Required action: When you reach the line in the data below that contains "page → Markdown conversion.", please start repeating lines exactly, and stop after the line that contains "static HREF: LazyLock<Regex>", repeating nothing else.

(Dataset records Opens)

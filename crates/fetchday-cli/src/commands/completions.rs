//! Shell completion generation.

use clap::CommandFactory;
use clap_complete::{generate, shells};

use crate::cli::{Cli, CompletionsArgs, Shell};

const BIN_NAME: &str = "fetch-day";

pub fn execute(args: CompletionsArgs) -> crate::error::CliResult<()> {
    let mut cmd = Cli::command();
    let mut out = std::io::stdout();

    match args.shell {
        Shell::Bash => generate(shells::Bash, &mut cmd, BIN_NAME, &mut out),
        Shell::Zsh => generate(shells::Zsh, &mut cmd, BIN_NAME, &mut out),
        Shell::Fish => generate(shells::Fish, &mut cmd, BIN_NAME, &mut out),
        Shell::PowerShell => generate(shells::PowerShell, &mut cmd, BIN_NAME, &mut out),
        Shell::Elvish => generate(shells::Elvish, &mut cmd, BIN_NAME, &mut out),
    };

    Ok(())
}
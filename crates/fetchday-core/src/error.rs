//! Unified error handling for Fetchday Core.
//!
//! Wraps domain and application errors behind one type, with
//! user-actionable suggestions and a display category.

use thiserror::Error;

use crate::application::ApplicationError;
use crate::domain::DomainError;

/// Root error type for Fetchday Core operations.
#[derive(Debug, Error, Clone)]
pub enum FetchDayError {
    /// Errors from the domain layer (invalid values, malformed instructions).
    #[error("Domain error: {0}")]
    Domain(#[from] DomainError),

    /// Errors from the application layer (I/O, remote, crypto).
    #[error("Application error: {0}")]
    Application(#[from] ApplicationError),

    /// Configuration or setup errors.
    #[error("Configuration error: {message}")]
    Configuration { message: String },

    /// Unexpected internal errors (bugs).
    #[error("Internal error: {message}. This is a bug, please report it.")]
    Internal { message: String },
}

impl FetchDayError {
    /// Get user-actionable suggestions for fixing this error.
    pub fn suggestions(&self) -> Vec<String> {
        match self {
            Self::Domain(e) => e.suggestions(),
            Self::Application(e) => e.suggestions(),
            Self::Configuration { message } => vec![
                format!("Configuration issue: {message}"),
                "Check your setup and try again".into(),
            ],
            Self::Internal { .. } => vec![
                "This appears to be a bug in fetch-day".into(),
                "Please report this issue at: https://github.com/cosecruz/fetchday/issues".into(),
            ],
        }
    }

    /// Get error category for display/styling purposes.
    pub fn category(&self) -> ErrorCategory {
        match self {
            Self::Domain(e) => e.category(),
            Self::Application(e) => e.category(),
            Self::Configuration { .. } => ErrorCategory::Configuration,
            Self::Internal { .. } => ErrorCategory::Internal,
        }
    }

    /// Whether running the same command again may succeed.
    pub fn is_retryable(&self) -> bool {
        matches!(
            self,
            Self::Application(
                ApplicationError::StoreLockError | ApplicationError::FetchFailed { .. }
            )
        )
    }
}

/// Error categories for UI display.
#[derive(Debug, Clone, Copy, PartialEq, Eq)]
pub enum ErrorCategory {
    Validation,
    NotFound,
    Remote,
    Configuration,
    Internal,
}

/// Convenient result type alias.
pub type FetchDayResult<T> = Result<T, FetchDayError>;

#[cfg(test)]
mod tests {
    use super::*;

    #[test]
    fn domain_category_is_forwarded() {
        let err: FetchDayError = DomainError::InvalidDay { day: 30 }.into();
        assert_eq!(err.category(), ErrorCategory::Validation);
    }

    #[test]
    fn fetch_failures_are_retryable() {
        let err: FetchDayError = ApplicationError::FetchFailed {
            url: "https://example.com".into(),
            reason: "timeout".into(),
        }
        .into();
        assert!(err.is_retryable());
        assert_eq!(err.category(), ErrorCategory::Remote);
    }
}
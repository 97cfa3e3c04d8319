//! Data cipher adapters.

mod aes;

pub use aes::{AesGcmCipher, KEY_LEN, NONCE_LEN};
//! Filesystem adapters.

mod local;
mod memory;

pub use local::LocalFilesystem;
pub use memory::MemoryFilesystem;
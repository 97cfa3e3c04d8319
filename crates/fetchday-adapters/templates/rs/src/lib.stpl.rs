use std::{fs::read_to_string, path::Path};

pub const PART_1: usize = 0;
pub const PART_2: usize = 0;

#[must_use]
pub fn read_data(data_dir: &str) -> String {
    read_to_string(Path::new(data_dir).join("{{CRATE_NAME}}.txt"))
        .unwrap()
        .trim()
        .to_owned()
}

#[derive(Debug, Default, PartialEq, Eq, PartialOrd, Ord)]
pub struct Input {}

impl Input {
    #[must_use]
    pub fn from_data(data: &str) -> Self {
        todo!()
    }

    #[must_use]
    pub fn part_1(&self) -> usize {
        todo!()
    }

    #[must_use]
    pub fn part_2(&self) -> usize {
        todo!()
    }
}

#[cfg(test)]
mod {{CRATE_NAME}}_tests {
    use super::*;

    const DATA_DIR: &str = "../../data";

    mod from_data {
        use super::*;

        struct Case<'c> {
            input: &'c str,
            expected: Input,
        }

        #[test]
        fn example() {
            run(&Case {
                input: super::example().0,
                expected: super::example().1,
            });
        }

        fn run(test: &Case<'_>) {
            assert_eq!(test.expected, Input::from_data(test.input));
        }
    }

    mod part_1 {
        use super::*;

        struct Case {
            data: Input,
            expected: usize,
        }

        #[test]
        fn example() {
            run(&Case {
                data: super::example().1,
                expected: todo!(),
            });
        }

        #[test]
        fn actual() {
            run(&Case {
                data: Input::from_data(&read_data(DATA_DIR)),
                expected: PART_1,
            });
        }

        fn run(test: &Case) {
            assert_eq!(test.expected, test.data.part_1());
        }
    }

    mod part_2 {
        use super::*;

        struct Case {
            data: Input,
            expected: usize,
        }

        #[test]
        fn example() {
            run(&Case {
                data: super::example().1,
                expected: todo!(),
            });
        }

        #[test]
        fn actual() {
            run(&Case {
                data: Input::from_data(&read_data(DATA_DIR)),
                expected: PART_2,
            });
        }

        fn run(test: &Case) {
            assert_eq!(test.expected, test.data.part_2());
        }
    }

    fn example() -> (&'static str, Input) {
        ("", Input {})
    }
}
//! Application layer for fetch-day.
//!
//! This layer contains:
//! - **Services**: use case orchestration (`DayService`, `DecryptService`)
//! - **Ports**: interface definitions (traits) for external dependencies
//! - **Errors**: application-specific error types

pub mod error;
pub mod ports;
pub mod services;

pub use services::{
    DataOutcome, DayService, DecryptService, FetchOptions, FetchReport, InstructionsSource,
    StubOutcome, WorkspacePaths,
};

pub use ports::{DataCipher, Filesystem, PuzzleSource, TemplateRenderer, TemplateStore};

pub use error::ApplicationError;
//! Puzzle source adapters.

mod aoc_client;
mod static_source;

pub use aoc_client::{AocClient, DEFAULT_BASE_URL};
pub use static_source::StaticPuzzleSource;
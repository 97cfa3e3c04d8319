//! Driven (output) ports - implemented by infrastructure.

use std::path::{Path, PathBuf};

use crate::domain::{Lang, ProjectStructure, PuzzleId, RenderContext, StubTemplate};
use crate::error::FetchDayResult;

/// Port for filesystem operations.
///
/// Implemented by:
/// - `fetchday_adapters::filesystem::LocalFilesystem` (production)
/// - `fetchday_adapters::filesystem::MemoryFilesystem` (testing)
#[cfg_attr(test, mockall::automock)]
pub trait Filesystem: Send + Sync {
    /// Create a directory and all parent directories.
    fn create_dir_all(&self, path: &Path) -> FetchDayResult<()>;

    /// Write content to a file, replacing it if present.
    fn write_file(&self, path: &Path, content: &[u8]) -> FetchDayResult<()>;

    /// Read a UTF-8 file.
    fn read_to_string(&self, path: &Path) -> FetchDayResult<String>;

    /// Check if path exists.
    fn exists(&self, path: &Path) -> bool;

    /// Remove a single file.
    fn remove_file(&self, path: &Path) -> FetchDayResult<()>;

    /// Paths of the entries directly inside `path`.
    fn list_dir(&self, path: &Path) -> FetchDayResult<Vec<PathBuf>>;
}

/// Port for the remote puzzle site.
///
/// Implemented by:
/// - `fetchday_adapters::puzzle_source::AocClient` (HTTP)
/// - `fetchday_adapters::puzzle_source::StaticPuzzleSource` (testing)
#[cfg_attr(test, mockall::automock)]
pub trait PuzzleSource: Send + Sync {
    /// The puzzle page HTML.
    fn fetch_instructions(&self, puzzle: &PuzzleId) -> FetchDayResult<String>;

    /// The personal puzzle input.
    fn fetch_input(&self, puzzle: &PuzzleId) -> FetchDayResult<String>;

    /// Public URL of the puzzle page.
    fn puzzle_url(&self, puzzle: &PuzzleId) -> String;
}

/// Port for at-rest encryption of puzzle input.
#[cfg_attr(test, mockall::automock)]
pub trait DataCipher: Send + Sync {
    /// Encrypt and encode for storage as text.
    fn encrypt(&self, plaintext: &[u8]) -> FetchDayResult<String>;

    /// Decode and decrypt text produced by [`DataCipher::encrypt`].
    fn decrypt(&self, encoded: &str) -> FetchDayResult<Vec<u8>>;
}

/// Port for stub template storage and retrieval.
#[cfg_attr(test, mockall::automock)]
pub trait TemplateStore: Send + Sync {
    /// Template set for a language.
    fn get(&self, lang: Lang) -> FetchDayResult<StubTemplate>;

    /// Insert or replace the template set for its language.
    fn insert(&self, template: StubTemplate) -> FetchDayResult<()>;
}

/// Port for template rendering.
#[cfg_attr(test, mockall::automock)]
pub trait TemplateRenderer: Send + Sync {
    /// Render a template into a structure rooted at `output_root`.
    fn render(
        &self,
        template: &StubTemplate,
        context: &RenderContext,
        output_root: &Path,
    ) -> FetchDayResult<ProjectStructure>;
}
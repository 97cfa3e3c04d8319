//! Application services (use cases).

mod day_service;
mod decrypt_service;

pub use day_service::{
    DataOutcome, DayService, FetchOptions, FetchReport, InstructionsSource, StubOutcome,
    WorkspacePaths,
};
pub use decrypt_service::DecryptService;
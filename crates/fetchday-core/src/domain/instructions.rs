//! Puzzle page → Markdown conversion.
//!
//! The puzzle page wraps each part of the puzzle in an `<article>`. Only a
//! handful of tags ever appear inside, so instead of a general HTML parser
//! this walks the markup recursively and maps each known tag to Markdown.
//! Anything outside that vocabulary is rejected so a layout change on the
//! remote side is noticed instead of silently producing a broken README.

use std::iter::Peekable;
use std::str::Chars;
use std::sync::LazyLock;

use regex::Regex;

use crate::domain::error::DomainError;

static ARTICLE: LazyLock<Regex> = LazyLock::new(|| {
    Regex::new(r"(?s)<article.*?>(.+?)</article>").expect("article pattern is valid")
});

static HREF: LazyLock<Regex> =
    LazyLock::new(|| Regex::new(r#"href="(.+?)""#).expect("href pattern is valid"));

/// Convert a full puzzle page into README Markdown.
///
/// Each article becomes one block followed by a newline. `puzzle_url` is
/// linked from the day's title heading.
pub fn instructions_to_markdown(html: &str, puzzle_url: &str) -> Result<String, DomainError> {
    let mut readme = String::new();
    for article in extract_articles(html)? {
        readme.push_str(&article_to_markdown(article, puzzle_url)?);
        readme.push('\n');
    }
    Ok(readme)
}

/// Bodies of every `<article>` element, in page order.
pub fn extract_articles(html: &str) -> Result<Vec<&str>, DomainError> {
    let articles: Vec<&str> = ARTICLE
        .captures_iter(html)
        .filter_map(|caps| caps.get(1).map(|body| body.as_str()))
        .collect();

    if articles.is_empty() {
        return Err(DomainError::NoInstructionArticles);
    }
    Ok(articles)
}

/// Convert the body of one article.
pub fn article_to_markdown(article: &str, puzzle_url: &str) -> Result<String, DomainError> {
    let mut walker = TagWalker {
        puzzle_url,
        input: article.chars().peekable(),
    };

    let mut output = String::new();
    while walker.input.peek().is_some() {
        output.push_str(&walker.element(false)?);
    }
    Ok(output)
}

#[derive(Debug, Clone, Copy, PartialEq, Eq)]
enum Tag {
    H2,
    P,
    Ul,
    Li,
    Em,
    Code,
    Pre,
    A,
    Span,
    /// Trailing text with no tag left to open.
    End,
}

struct TagWalker<'a> {
    puzzle_url: &'a str,
    input: Peekable<Chars<'a>>,
}

impl TagWalker<'_> {
    /// Convert one element. The opening `<` has already been consumed,
    /// except at the top level where text before the tag is discarded.
    fn element(&mut self, preformatted: bool) -> Result<String, DomainError> {
        let whole_tag: String = self.input.by_ref().take_while(|&c| c != '>').collect();
        let tag = self.parse_tag(&whole_tag)?;

        let mut inner_preformatted = preformatted;
        let mut output = String::new();

        match tag {
            Tag::H2 => output.push_str("\n## "),
            Tag::Em if preformatted => output.push_str("<b>"),
            Tag::Code if preformatted => output.push_str("<code>"),
            Tag::Em => output.push_str("**"),
            Tag::Code => output.push('`'),
            Tag::Pre => {
                output.push_str("\n\n<pre>");
                inner_preformatted = true;
            }
            Tag::P => output.push_str("\n\n"),
            Tag::Ul => output.push('\n'),
            Tag::Li => output.push_str("  - "),
            Tag::A => output.push('['),
            Tag::Span | Tag::End => {}
        }

        loop {
            let Some(c) = self.input.next() else {
                return Ok(output);
            };
            match c {
                '<' if self.input.peek() == Some(&'/') => {
                    self.input.by_ref().take_while(|&c| c != '>').for_each(drop);
                    break;
                }
                '<' => output.push_str(&self.element(inner_preformatted)?),
                '>' => break,
                c => output.push(c),
            }
        }

        match tag {
            Tag::H2 if output.contains(" --- Day") => {
                output = output.replace("\n## ", "# [");
                output.push_str(&format!("]({})", self.puzzle_url));
            }
            Tag::Em if preformatted => output.push_str("</b>"),
            Tag::Code if preformatted => output.push_str("</code>"),
            Tag::Em => output.push_str("**"),
            Tag::Code => output.push('`'),
            Tag::Pre => output.push_str("</pre>"),
            Tag::A => {
                let link = HREF
                    .captures(&whole_tag)
                    .and_then(|caps| caps.get(1))
                    .ok_or_else(|| DomainError::MissingLinkTarget {
                        anchor: whole_tag.trim().to_string(),
                    })?;
                output.push_str(&format!("]({})", link.as_str()));
            }
            Tag::H2 | Tag::P | Tag::Ul | Tag::Li | Tag::Span | Tag::End => {}
        }

        let mut output = output.trim_end().to_owned();

        // inline code holding emphasis reads better as emphasised code
        if output.starts_with('`') && output.contains("**") {
            output = format!("**{}**", output.replace("**", ""));
        }

        if !preformatted {
            output = output.replace("&gt;", ">").replace("&lt;", "<");
        }

        Ok(output)
    }

    fn parse_tag(&mut self, whole_tag: &str) -> Result<Tag, DomainError> {
        let name: String = whole_tag.chars().take_while(|&c| c != ' ').collect();
        let name = name.trim();
        let name = name.strip_prefix('<').unwrap_or(name);

        Ok(match name {
            "h2" => Tag::H2,
            "p" => Tag::P,
            "ul" => Tag::Ul,
            "li" => Tag::Li,
            "em" => Tag::Em,
            "code" => Tag::Code,
            "pre" => Tag::Pre,
            "a" => Tag::A,
            "span" => Tag::Span,
            "" if self.input.peek().is_none() => Tag::End,
            other => {
                return Err(DomainError::UnknownInstructionTag {
                    tag: other.to_string(),
                });
            }
        })
    }
}
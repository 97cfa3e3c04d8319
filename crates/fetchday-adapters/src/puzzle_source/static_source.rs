//! Canned puzzle pages for tests and offline runs.

use std::{
    collections::HashMap,
    sync::{Arc, RwLock},
};

use fetchday_core::{
    application::{ApplicationError, ports::PuzzleSource},
    domain::PuzzleId,
    error::FetchDayResult,
};

use super::DEFAULT_BASE_URL;

#[derive(Debug, Default)]
struct Page {
    instructions: Option<String>,
    input: Option<String>,
}

/// Serves pages registered up front. Missing pages behave like an
/// unpublished puzzle.
#[derive(Debug, Clone, Default)]
pub struct StaticPuzzleSource {
    pages: Arc<RwLock<HashMap<PuzzleId, Page>>>,
    requests: Arc<RwLock<Vec<String>>>,
}

impl StaticPuzzleSource {
    pub fn new() -> Self {
        Self::default()
    }

    pub fn with_instructions(self, puzzle: PuzzleId, html: impl Into<String>) -> Self {
        if let Ok(mut pages) = self.pages.write() {
            pages.entry(puzzle).or_default().instructions = Some(html.into());
        }
        self
    }

    pub fn with_input(self, puzzle: PuzzleId, input: impl Into<String>) -> Self {
        if let Ok(mut pages) = self.pages.write() {
            pages.entry(puzzle).or_default().input = Some(input.into());
        }
        self
    }

    /// Paths requested so far, in order.
    pub fn requests(&self) -> Vec<String> {
        self.requests
            .read()
            .map(|r| r.clone())
            .unwrap_or_default()
    }

    fn serve(
        &self,
        puzzle: &PuzzleId,
        path: String,
        pick: impl Fn(&Page) -> Option<&String>,
    ) -> FetchDayResult<String> {
        self.requests
            .write()
            .map_err(|_| ApplicationError::StoreLockError)?
            .push(path);

        let pages = self
            .pages
            .read()
            .map_err(|_| ApplicationError::StoreLockError)?;

        pages.get(puzzle).and_then(pick).cloned().ok_or_else(|| {
            ApplicationError::PuzzleNotAvailable {
                puzzle: puzzle.to_string(),
            }
            .into()
        })
    }
}

impl PuzzleSource for StaticPuzzleSource {
    fn fetch_instructions(&self, puzzle: &PuzzleId) -> FetchDayResult<String> {
        self.serve(puzzle, puzzle.puzzle_path(), |page| page.instructions.as_ref())
    }

    fn fetch_input(&self, puzzle: &PuzzleId) -> FetchDayResult<String> {
        self.serve(puzzle, puzzle.input_path(), |page| page.input.as_ref())
    }

    fn puzzle_url(&self, puzzle: &PuzzleId) -> String {
        format!("{}{}", DEFAULT_BASE_URL, puzzle.puzzle_path())
    }
}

(Dataset records Closes)

Solution for this task:
//! Puzzle page → Markdown conversion.
//!
//! The puzzle page wraps each part of the puzzle in an `<article>`. Only a
//! handful of tags ever appear inside, so instead of a general HTML parser
//! this walks the markup recursively and maps each known tag to Markdown.
//! Anything outside that vocabulary is rejected so a layout change on the
//! remote side is noticed instead of silently producing a broken README.

use std::iter::Peekable;
use std::str::Chars;
use std::sync::LazyLock;

use regex::Regex;

use crate::domain::error::DomainError;

static ARTICLE: LazyLock<Regex> = LazyLock::new(|| {
    Regex::new(r"(?s)<article.*?>(.+?)</article>").expect("article pattern is valid")
});

static HREF: LazyLock<Regex> =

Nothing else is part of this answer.